→ AIM OF THE TASK: Where does the string "tokio" appear in the records? Copy each line that holds it.

→ INFORMATION GIVEN:
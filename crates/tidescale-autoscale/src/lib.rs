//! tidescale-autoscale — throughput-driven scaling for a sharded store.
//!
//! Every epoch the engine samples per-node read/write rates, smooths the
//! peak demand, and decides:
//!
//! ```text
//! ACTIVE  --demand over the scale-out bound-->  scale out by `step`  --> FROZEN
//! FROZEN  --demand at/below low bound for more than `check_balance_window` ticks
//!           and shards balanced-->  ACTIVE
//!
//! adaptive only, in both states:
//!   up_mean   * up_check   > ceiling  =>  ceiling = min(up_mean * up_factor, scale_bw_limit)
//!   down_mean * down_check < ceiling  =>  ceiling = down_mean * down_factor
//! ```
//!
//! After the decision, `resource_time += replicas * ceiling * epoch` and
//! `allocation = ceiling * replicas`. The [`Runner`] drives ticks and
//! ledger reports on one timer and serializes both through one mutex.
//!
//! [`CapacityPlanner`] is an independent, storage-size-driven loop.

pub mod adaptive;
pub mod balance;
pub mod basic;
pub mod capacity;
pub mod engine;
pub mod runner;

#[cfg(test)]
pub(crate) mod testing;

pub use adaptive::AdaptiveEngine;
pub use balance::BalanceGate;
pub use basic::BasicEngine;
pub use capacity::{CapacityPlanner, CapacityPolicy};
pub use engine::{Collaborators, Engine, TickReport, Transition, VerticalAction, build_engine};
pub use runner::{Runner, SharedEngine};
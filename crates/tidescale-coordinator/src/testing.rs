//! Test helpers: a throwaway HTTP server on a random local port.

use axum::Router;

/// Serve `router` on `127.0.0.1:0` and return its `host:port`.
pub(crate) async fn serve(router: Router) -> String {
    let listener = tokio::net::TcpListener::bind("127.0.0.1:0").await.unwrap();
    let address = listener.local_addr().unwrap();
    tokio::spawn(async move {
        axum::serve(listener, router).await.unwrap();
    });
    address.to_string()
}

---

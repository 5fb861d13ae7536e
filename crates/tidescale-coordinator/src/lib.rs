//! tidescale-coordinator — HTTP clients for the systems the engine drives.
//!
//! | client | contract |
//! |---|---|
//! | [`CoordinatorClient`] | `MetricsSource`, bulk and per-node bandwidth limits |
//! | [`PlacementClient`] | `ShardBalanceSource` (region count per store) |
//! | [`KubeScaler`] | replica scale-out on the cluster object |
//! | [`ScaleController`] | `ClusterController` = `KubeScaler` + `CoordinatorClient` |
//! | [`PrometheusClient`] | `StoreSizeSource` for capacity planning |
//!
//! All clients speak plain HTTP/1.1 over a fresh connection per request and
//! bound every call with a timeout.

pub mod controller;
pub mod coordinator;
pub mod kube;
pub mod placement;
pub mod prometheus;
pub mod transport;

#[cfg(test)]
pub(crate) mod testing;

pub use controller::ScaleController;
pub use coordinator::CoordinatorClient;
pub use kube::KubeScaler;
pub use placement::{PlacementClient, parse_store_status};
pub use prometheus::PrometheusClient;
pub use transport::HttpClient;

→ ANSWER SECTION:
    let listener = tokio::net::TcpListener::bind("127.0.0.1:0").await.unwrap();
    tokio::spawn(async move {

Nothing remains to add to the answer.